A Native American tribe's fight against the Dakota Pipeline has made national headlines in recent weeks. Local pipeline protesters say the tribal fight, is just as important, as their own.
On Monday dozens of protesters gathered in front of the Nelson County Courthouse to publicly show their support to the tribe's pipeline battle.
"They should not be forced to loose more of their culture," said rally organizer Sharon Ponton. "We as a country should be standing up in support of protecting them."
The Standing Rock Sioux Tribe opposes the Dakota Access Pipeline, which will transport 470,000 barrels of crude oil daily. The tribe has said they're concerned because the pipeline is set to be built on tribal land.
It's a type of battle environmental activists like Ponton understand well.
"We have been fighting the Atlantic Coast Pipeline and others in Virginia, like the Mt.
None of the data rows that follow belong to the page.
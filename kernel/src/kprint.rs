//! Kernel print utilities.
//!
//! Kernel messages go to a single sink registered at boot with
//! [`register_sink`]. Until a sink is registered, every message is dropped.
//! The log macros ([`info!`], [`warning!`], [`debug!`]) are additionally
//! gated by [`QUITE`].
//!
//! These macros are for kernel diagnostics only. Output that belongs to a user
//! program (its stdout, its termination notice) is written to the program's
//! console through [`Teletype`].
//!
//! [`Teletype`]: crate::teletype::Teletype
use crate::sync::SpinLock;
use alloc::boxed::Box;
use core::{fmt::Write, sync::atomic::AtomicBool};

/// Mutes [`info!`], [`warning!`] and [`debug!`] while set.
///
/// Starts set when the `quiet` feature is enabled.
pub static QUITE: AtomicBool = AtomicBool::new(cfg!(feature = "quiet"));

static SINK: SpinLock<Option<Box<dyn Write + Send>>> = SpinLock::new(None);

/// Installs `sink` as the destination of kernel messages, returning the
/// previously registered one.
pub fn register_sink(sink: impl Write + Send + 'static) -> Option<Box<dyn Write + Send>> {
    let mut guard = SINK.lock();
    let prev = guard.replace(Box::new(sink));
    guard.unlock();
    prev
}

/// Removes the registered sink.
pub fn unregister_sink() -> Option<Box<dyn Write + Send>> {
    let mut guard = SINK.lock();
    let prev = guard.take();
    guard.unlock();
    prev
}

#[doc(hidden)]
pub fn _print(fmt: core::fmt::Arguments<'_>) {
    let mut guard = SINK.lock();
    if let Some(sink) = guard.as_mut() {
        let _ = write!(sink, "{fmt}");
    }
    guard.unlock();
}

/// Prints out the message.
///
/// Use the format! syntax to write data to the kernel sink.
/// This first holds the lock for the sink.
#[macro_export]
macro_rules! print {
    ($($arg:tt)*) => ($crate::kprint::_print(format_args!($($arg)*)));
}

/// Prints out the message with a newline.
///
/// Use the format! syntax to write data to the kernel sink.
/// This first holds the lock for the sink.
#[macro_export]
macro_rules! println {
    () => ($crate::print!("\n"));
    ($($arg:tt)*) => ($crate::print!("{}\n", format_args!($($arg)*)));
}

/// Display an information message.
#[macro_export]
macro_rules! info {
    () => (if !$crate::QUITE.load(core::sync::atomic::Ordering::SeqCst) { $crate::print!("[INFO]\n") });
    ($($arg:tt)*) => (if !$crate::QUITE.load(core::sync::atomic::Ordering::SeqCst) { $crate::print!("[INFO] {}\n", format_args!($($arg)*)) });
}

/// Display a warning message.
#[macro_export]
macro_rules! warning {
    () => (if !$crate::QUITE.load(core::sync::atomic::Ordering::SeqCst) { $crate::print!("[WARN]\n") });
    ($($arg:tt)*) => (if !$crate::QUITE.load(core::sync::atomic::Ordering::SeqCst) { $crate::print!("[WARN] {}\n", format_args!($($arg)*)) });
}

/// Display a debug message.
#[macro_export]
macro_rules! debug {
    () => (if !$crate::QUITE.load(core::sync::atomic::Ordering::SeqCst) { $crate::print!("[DEBUG]\n") });
    ($($arg:tt)*) => (if !$crate::QUITE.load(core::sync::atomic::Ordering::SeqCst) { $crate::print!("[DEBUG] {}\n", format_args!($($arg)*))} );
}
//! Synchronization primitives.
pub mod spinlock;

pub use spinlock::{SpinLock, SpinLockGuard, WouldBlock};
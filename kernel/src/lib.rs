//! # Kernel base for the user-program boundary.
//!
//! This crate collects the kernel-side abstractions that the system call
//! boundary ([`userprog`]) is written against. None of them carry policy of
//! their own; they describe *what* the surrounding kernel offers:
//!
//! - [`addressing`]: virtual addresses, the page size and the user/kernel
//!   split.
//! - [`syscall`]: the trapped register frame of a user thread.
//! - [`mm`]: page frames and their permissions.
//! - [`fs`]: the filesystem contract and the single filesystem lock.
//! - [`teletype`]: the console device.
//! - [`task`]: the hook through which a thread hands a trap to its process.
//! - [`sync`]: spin locks.
//! - [`kprint`]: the kernel print and log macros.
//!
//! The crate is `no_std` and only requires `alloc`, so the same code links
//! into a kernel image and into a host test binary.
//!
//! [`userprog`]: ../userprog/index.html
#![cfg_attr(not(test), no_std)]
#![deny(missing_docs, rustdoc::broken_intra_doc_links)]

extern crate alloc;

#[macro_use]
pub mod kprint;

pub mod addressing;
pub mod fs;
pub mod mm;
pub mod sync;
pub mod syscall;
pub mod task;
pub mod teletype;

pub use kprint::QUITE;

/// Enum representing errors that can occur during a kernel operation.
///
/// This enum is used to categorize errors encountered by the kernel operation.
/// Each variant corresponds to a specific type of error that might
/// occur during the handling of a kernel operation. Collaborators (the
/// filesystem, the pager and the process manager) report their failures with
/// it; the system call boundary decides how each one is surfaced to the user.
#[derive(Debug, Eq, PartialEq, Clone, Copy)]
pub enum KernelError {
    /// Operation is not permitted. (EPERM)
    OperationNotPermitted,
    /// No such file or directory. (ENOENT)
    NoSuchEntry,
    /// No such process. (ESRCH)
    NoSuchProcess,
    /// IO Error. (EIO)
    IOError,
    /// Exec format error. (ENOEXEC)
    NoExec,
    /// BAD file descriptor. (EBADF)
    BadFileDescriptor,
    /// No child processes. (ECHILD)
    NoChild,
    /// Out of memory. (ENOMEM)
    NoMemory,
    /// Permission denied. (EACCES)
    InvalidAccess,
    /// Bad address. (EFAULT)
    BadAddress,
    /// File exists. (EEXIST)
    FileExist,
    /// Invalid arguement. (EINVAL)
    InvalidArgument,
    /// Too many open files. (EMFILE)
    TooManyOpenFile,
    /// No space left on device. (ENOSPC)
    NoSpace,
    /// File name too long. (ENAMETOOLONG)
    NameTooLong,
    /// Invalid system call number. (ENOSYS)
    NoSuchSyscall,
    /// Operation is not supported. (ENOTSUPP)
    NotSupportedOperation,
}

impl KernelError {
    /// Converts the [`KernelError`] enum into a corresponding `usize` error
    /// code. The result is cast to `usize` for use as a return value in
    /// system calls.
    pub fn into_usize(self) -> usize {
        (match self {
            KernelError::OperationNotPermitted => -1isize,
            KernelError::NoSuchEntry => -2,
            KernelError::NoSuchProcess => -3,
            KernelError::IOError => -5,
            KernelError::NoExec => -8,
            KernelError::BadFileDescriptor => -9,
            KernelError::NoChild => -10,
            KernelError::NoMemory => -12,
            KernelError::InvalidAccess => -13,
            KernelError::BadAddress => -14,
            KernelError::FileExist => -17,
            KernelError::InvalidArgument => -22,
            KernelError::TooManyOpenFile => -24,
            KernelError::NoSpace => -28,
            KernelError::NameTooLong => -36,
            KernelError::NoSuchSyscall => -38,
            KernelError::NotSupportedOperation => -524,
        }) as usize
    }
}

/// The given `isize` does not indicate an [`KernelError`].
#[derive(Debug, Eq, PartialEq)]
pub struct TryFromError {
    e: isize,
}

impl TryFrom<isize> for KernelError {
    type Error = TryFromError;

    fn try_from(value: isize) -> Result<Self, Self::Error> {
        match value {
            -1 => Ok(Self::OperationNotPermitted),
            -2 => Ok(Self::NoSuchEntry),
            -3 => Ok(Self::NoSuchProcess),
            -5 => Ok(Self::IOError),
            -8 => Ok(Self::NoExec),
            -9 => Ok(Self::BadFileDescriptor),
            -10 => Ok(Self::NoChild),
            -12 => Ok(Self::NoMemory),
            -13 => Ok(Self::InvalidAccess),
            -14 => Ok(Self::BadAddress),
            -17 => Ok(Self::FileExist),
            -22 => Ok(Self::InvalidArgument),
            -24 => Ok(Self::TooManyOpenFile),
            -28 => Ok(Self::NoSpace),
            -36 => Ok(Self::NameTooLong),
            -38 => Ok(Self::NoSuchSyscall),
            -524 => Ok(Self::NotSupportedOperation),
            e => Err(TryFromError { e }),
        }
    }
}
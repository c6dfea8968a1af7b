//! # System call ABI for x86_64.
//!
//! A user program requests a kernel service by executing the `syscall`
//! instruction with:
//!
//! 1. The **system call number** in `%rax`.
//! 2. Up to six **arguments** in `%rdi`, `%rsi`, `%rdx`, `%r10`, `%r8` and
//!    `%r9`, in that order.
//!
//! The kernel places the **return value** in `%rax` before resuming the
//! program.
//!
//! Arguments arrive as raw 64-bit words. Each handler narrows them to the
//! C type of the corresponding user-level prototype: descriptors, pids and
//! statuses are `int` (the low 32 bits, signed), sizes of `read`/`write` and
//! positions of `seek` are `unsigned`, and pointers and `mmap` lengths use the
//! whole word.
//!
//! ## Error Handling
//!
//! Errors a user program can recover from are reported with a per-call
//! sentinel in `%rax`, usually [`SyscallAbi::ERROR`] (`-1`). Errors that
//! indicate a misbehaving program (an invalid pointer, an unknown system call
//! number) terminate the program instead; see [`NoReturn`].
//!
//! [`NoReturn`]: crate::NoReturn
use kernel::syscall::Registers;

/// A struct representing the system call ABI (Application Binary Interface).
///
/// It stores the system call number and up to six arguments that are passed
/// to the kernel during a system call, as well as a mutable reference to the
/// trapped [`Registers`].
pub struct SyscallAbi<'a> {
    /// The system call number that identifies the requested system service.
    pub sysno: usize,
    /// First argument for the system call.
    pub arg1: usize,
    /// Second argument for the system call.
    pub arg2: usize,
    /// Third argument for the system call.
    pub arg3: usize,
    /// Fourth argument for the system call.
    pub arg4: usize,
    /// Fifth argument for the system call.
    pub arg5: usize,
    /// Sixth argument for the system call.
    pub arg6: usize,
    /// A mutable reference to the [`Registers`] structure, used to write the
    /// return value and to replace the frame on `exec`.
    pub regs: &'a mut Registers,
}

impl<'a> SyscallAbi<'a> {
    /// The `-1` sentinel, as seen in `%rax`.
    pub const ERROR: usize = -1isize as usize;

    /// Constructs a [`SyscallAbi`] instance from the provided registers.
    pub fn from_registers(regs: &'a mut Registers) -> Self {
        Self {
            sysno: regs.gprs.rax,
            arg1: regs.gprs.rdi,
            arg2: regs.gprs.rsi,
            arg3: regs.gprs.rdx,
            arg4: regs.gprs.r10,
            arg5: regs.gprs.r8,
            arg6: regs.gprs.r9,
            regs,
        }
    }

    /// Sets the return value for the system call in `%rax`.
    pub fn set_return_value(self, return_val: usize) {
        self.regs.gprs.rax = return_val;
    }

    /// Encodes a C `int` result the way the user program reads it back from
    /// `%rax`.
    #[inline]
    pub fn encode_int(v: i32) -> usize {
        v as isize as usize
    }
}

#[cfg(test)]
mod tests {
    use super::SyscallAbi;
    use kernel::syscall::Registers;

    #[test]
    fn arguments_follow_register_order() {
        let mut regs = Registers::new();
        regs.gprs.rax = 9;
        regs.gprs.rdi = 1;
        regs.gprs.rsi = 2;
        regs.gprs.rdx = 3;
        regs.gprs.r10 = 4;
        regs.gprs.r8 = 5;
        regs.gprs.r9 = 6;
        regs.gprs.rcx = 0xdead;
        let abi = SyscallAbi::from_registers(&mut regs);
        assert_eq!(
            (abi.sysno, abi.arg1, abi.arg2, abi.arg3, abi.arg4, abi.arg5, abi.arg6),
            (9, 1, 2, 3, 4, 5, 6)
        );
        abi.set_return_value(SyscallAbi::encode_int(-1));
        assert_eq!(regs.gprs.rax, usize::MAX);
        assert_eq!(regs.gprs.rcx, 0xdead);
    }
}
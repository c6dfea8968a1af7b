//! # Lazy Paging
//!
//! [`LazyPager`] is the reference [`Pager`]. It defers frame allocation until
//! a page is first touched, recording only **metadata** when a region is
//! mapped. Mapping a region records one [`VmAreaStruct`]; whatever its length,
//! no per-page state exists until a page is touched. The supplemental page
//! table then gains one [`SptEntry`] holding the frame.
//!
//! Each [`VmAreaStruct`] carries an [`MmLoader`], which knows how to produce
//! the contents of a page of its region ([`AnonLoader`] zero-fills,
//! [`FileBackedLoader`] reads from a file) and how to persist a modified page
//! when the region is torn down.
//!
//! File-backed regions are only created through [`Pager::mmap`]; anonymous
//! regions (the user stack, data segments) through
//! [`LazyPager::map_anonymous`], which the program loader calls.
use crate::pager::{PageDescription, PageKind, Pager};
use alloc::{collections::BTreeMap, sync::Arc};
use core::ops::Range;
use kernel::{
    KernelError,
    addressing::{KERN_BASE, PAGE_SIZE, Va},
    fs::{self, RegularFile},
    mm::{Page, Permission},
};

/// A trait for loading the contents of a virtual memory page on demand.
pub trait MmLoader
where
    Self: Send + Sync,
{
    /// Loads and returns the content for the page at `addr`.
    ///
    /// `addr` is page-aligned and guaranteed to lie within the area associated
    /// with this loader.
    fn load(&self, addr: Va) -> Result<Page, KernelError>;

    /// Persists a modified page at `addr` when its area is torn down.
    fn write_back(&self, _addr: Va, _page: &Page) -> Result<(), KernelError> {
        Ok(())
    }

    /// Describes where the page at `addr` comes from.
    fn kind(&self, addr: Va) -> PageKind;
}

/// A loader for anonymous memory regions.
pub struct AnonLoader {}

impl MmLoader for AnonLoader {
    fn load(&self, _addr: Va) -> Result<Page, KernelError> {
        Ok(Page::new())
    }

    fn kind(&self, _addr: Va) -> PageKind {
        PageKind::Anonymous
    }
}

/// A loader for file-backed memory regions.
///
/// Page `i` of the region holds the bytes of `file` starting at
/// `offset + i * PAGE_SIZE`. Bytes past `file_end` (the length of the file
/// when the region was mapped) read as zero, and are never written back.
pub struct FileBackedLoader {
    file: RegularFile,
    base: Va,
    offset: usize,
    file_end: usize,
}

impl FileBackedLoader {
    fn position(&self, addr: Va) -> usize {
        self.offset + (addr - self.base)
    }

    /// Number of bytes of the page at `addr` that come from the file.
    fn read_bytes(&self, addr: Va) -> usize {
        self.file_end
            .saturating_sub(self.position(addr))
            .min(PAGE_SIZE)
    }
}

impl MmLoader for FileBackedLoader {
    fn load(&self, addr: Va) -> Result<Page, KernelError> {
        let mut page = Page::new();
        let len = self.read_bytes(addr);
        if len != 0 {
            let position = self.position(addr);
            fs::with_lock(|| self.file.read(position, &mut page.inner_mut()[..len]))?;
        }
        Ok(page)
    }

    fn write_back(&self, addr: Va, page: &Page) -> Result<(), KernelError> {
        let len = self.read_bytes(addr);
        if len != 0 {
            let position = self.position(addr);
            fs::with_lock(|| self.file.write(position, &page.inner()[..len]))?;
        }
        Ok(())
    }

    fn kind(&self, addr: Va) -> PageKind {
        PageKind::FileBacked {
            ino: self.file.ino(),
            offset: self.position(addr),
            mapping: self.base,
        }
    }
}

/// A contiguous range of pages that share a permission and a loader,
/// corresponding to the Linux kernel's `struct vm_area_struct`.
#[derive(Clone)]
pub struct VmAreaStruct {
    /// How pages of the area are populated.
    pub loader: Arc<dyn MmLoader>,
    /// Pages covered by the area.
    pub range: Range<Va>,
    /// Permission of every page of the area.
    pub permission: Permission,
    /// Whether the area was created by `mmap` and may be unmapped by
    /// `munmap`.
    pub mmapped: bool,
}

/// A touched page of the supplemental page table.
#[derive(Clone)]
pub struct SptEntry {
    /// The frame loaded on first touch.
    frame: Page,
    /// Whether the frame was handed out for writing.
    dirty: bool,
}

/// The [`LazyPager`] structure implements lazy paging, where pages are
/// populated when first accessed instead of during `mmap` calls.
///
/// `areas` is keyed by the base of each area and the areas never overlap.
/// `spt` only holds pages that were touched, each inside one of the areas.
#[derive(Clone, Default)]
pub struct LazyPager {
    spt: BTreeMap<Va, SptEntry>,
    areas: BTreeMap<Va, VmAreaStruct>,
}

impl LazyPager {
    /// Returns the area covering `va`.
    fn area_of(&self, va: Va) -> Option<&VmAreaStruct> {
        self.areas
            .range(..=va)
            .next_back()
            .map(|(_, area)| area)
            .filter(|area| area.range.contains(&va))
    }

    /// Records a new area covering `range`.
    ///
    /// Fails without side effects when any page is already owned.
    fn insert_area(
        &mut self,
        range: Range<Va>,
        permission: Permission,
        loader: Arc<dyn MmLoader>,
        mmapped: bool,
    ) -> Result<(), KernelError> {
        if range.start >= range.end || !range.start.is_page_aligned() {
            return Err(KernelError::InvalidArgument);
        }
        if self.overlaps(range.clone()) {
            return Err(KernelError::InvalidArgument);
        }
        self.areas.insert(
            range.start,
            VmAreaStruct {
                loader,
                range,
                permission,
                mmapped,
            },
        );
        Ok(())
    }

    /// Removes the area starting at `base` and its touched pages, writing
    /// back dirty pages of a writable area.
    fn remove_area(&mut self, base: Va) -> Option<VmAreaStruct> {
        let area = self.areas.remove(&base)?;
        let mut touched = self.spt.split_off(&area.range.start);
        let mut rest = touched.split_off(&area.range.end);
        self.spt.append(&mut rest);
        if area.permission.contains(Permission::WRITE) {
            for (va, entry) in touched.iter().filter(|(_, entry)| entry.dirty) {
                if let Err(e) = area.loader.write_back(*va, &entry.frame) {
                    warning!("munmap: write-back of {:#x} failed: {:?}", va.into_usize(), e);
                }
            }
        }
        Some(area)
    }

    /// Maps `pages` zero-filled pages at `addr`.
    ///
    /// Used by the program loader for the user stack and for segments with
    /// no file contents.
    pub fn map_anonymous(
        &mut self,
        addr: Va,
        pages: usize,
        writable: bool,
    ) -> Result<(), KernelError> {
        let end = pages
            .checked_mul(PAGE_SIZE)
            .and_then(|len| addr.checked_add(len))
            .ok_or(KernelError::InvalidArgument)?;
        if end.into_usize() > KERN_BASE {
            return Err(KernelError::BadAddress);
        }
        self.insert_area(
            addr..end,
            Permission::user(writable),
            Arc::new(AnonLoader {}),
            false,
        )
    }

    /// Returns the mapping regions created by `mmap`.
    pub fn mappings(&self) -> impl Iterator<Item = &VmAreaStruct> {
        self.areas.values().filter(|area| area.mmapped)
    }

    /// Number of pages that have a frame.
    pub fn resident_pages(&self) -> usize {
        self.spt.len()
    }
}

impl Pager for LazyPager {
    fn new() -> Self {
        Self::default()
    }

    fn find_page(&self, va: Va) -> Option<PageDescription> {
        let va = va.page_down();
        let area = self.area_of(va)?;
        Some(PageDescription {
            va,
            permission: area.permission,
            kind: area.loader.kind(va),
            resident: self.spt.contains_key(&va),
        })
    }

    fn overlaps(&self, range: Range<Va>) -> bool {
        let start = range.start.page_down();
        self.areas
            .range(..range.end)
            .next_back()
            .is_some_and(|(_, area)| area.range.end > start)
    }

    fn get_user_page(&mut self, va: Va, is_write: bool) -> Option<(&mut Page, Permission)> {
        let va = va.page_down();
        let area = self.area_of(va)?;
        let permission = area.permission;
        if !self.spt.contains_key(&va) {
            let frame = match area.loader.load(va) {
                Ok(frame) => frame,
                Err(e) => {
                    warning!("lazy load of {:#x} failed: {:?}", va.into_usize(), e);
                    return None;
                }
            };
            self.spt.insert(va, SptEntry { frame, dirty: false });
        }
        let entry = self.spt.get_mut(&va)?;
        if is_write && permission.contains(Permission::WRITE) {
            entry.dirty = true;
        }
        Some((&mut entry.frame, permission))
    }

    fn mmap(
        &mut self,
        addr: Va,
        size: usize,
        writable: bool,
        file: RegularFile,
        offset: usize,
    ) -> Result<usize, KernelError> {
        let file_end = file.size();
        if size == 0 || file_end == 0 {
            return Err(KernelError::InvalidArgument);
        }
        let end = addr
            .checked_add(size)
            .and_then(Va::page_up)
            .ok_or(KernelError::InvalidArgument)?;
        let loader = FileBackedLoader {
            file,
            base: addr,
            offset,
            file_end,
        };
        self.insert_area(
            addr..end,
            Permission::user(writable),
            Arc::new(loader),
            true,
        )?;
        Ok(addr.into_usize())
    }

    fn munmap(&mut self, addr: Va) -> Result<usize, KernelError> {
        match self.areas.get(&addr) {
            Some(area) if area.mmapped => {
                // The area may hold the last handle to its file.
                let area = self.remove_area(addr);
                fs::with_lock(|| drop(area));
                Ok(0)
            }
            _ => Err(KernelError::InvalidArgument),
        }
    }

    fn destroy(&mut self) {
        while let Some(base) = self.areas.keys().next().copied() {
            let area = self.remove_area(base);
            fs::with_lock(|| drop(area));
        }
        self.spt.clear();
    }

    fn duplicate(&self) -> Result<Self, KernelError> {
        Ok(self.clone())
    }
}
Valley Pipeline," said Ponton. "We certainly empathize with the current situation they are in, and we wanted to show our support."
Ponton says it's about more than a pipeline.
"No person who has property should be forced to lose that property, because an oil or gas company wants to take their land." said Ponton.
The Obama Administration has temporarily stopped construction, but local activists believe more can be done.
"Rather than just having a pause, it needs to stop." said Ponton. "The land and the earth, it's the only one we're ever going to have, so do we let the corporations destroy it for profit or do we stand up together and get our elected officials to say enough is enough?"
During the rally, protesters engaged in all types of outreach; from mass tweets, to petitions and demonstrations. t
The Nelson County protest was one of many nationwide standing in solidarity with the Standing Rock Sioux Tribe.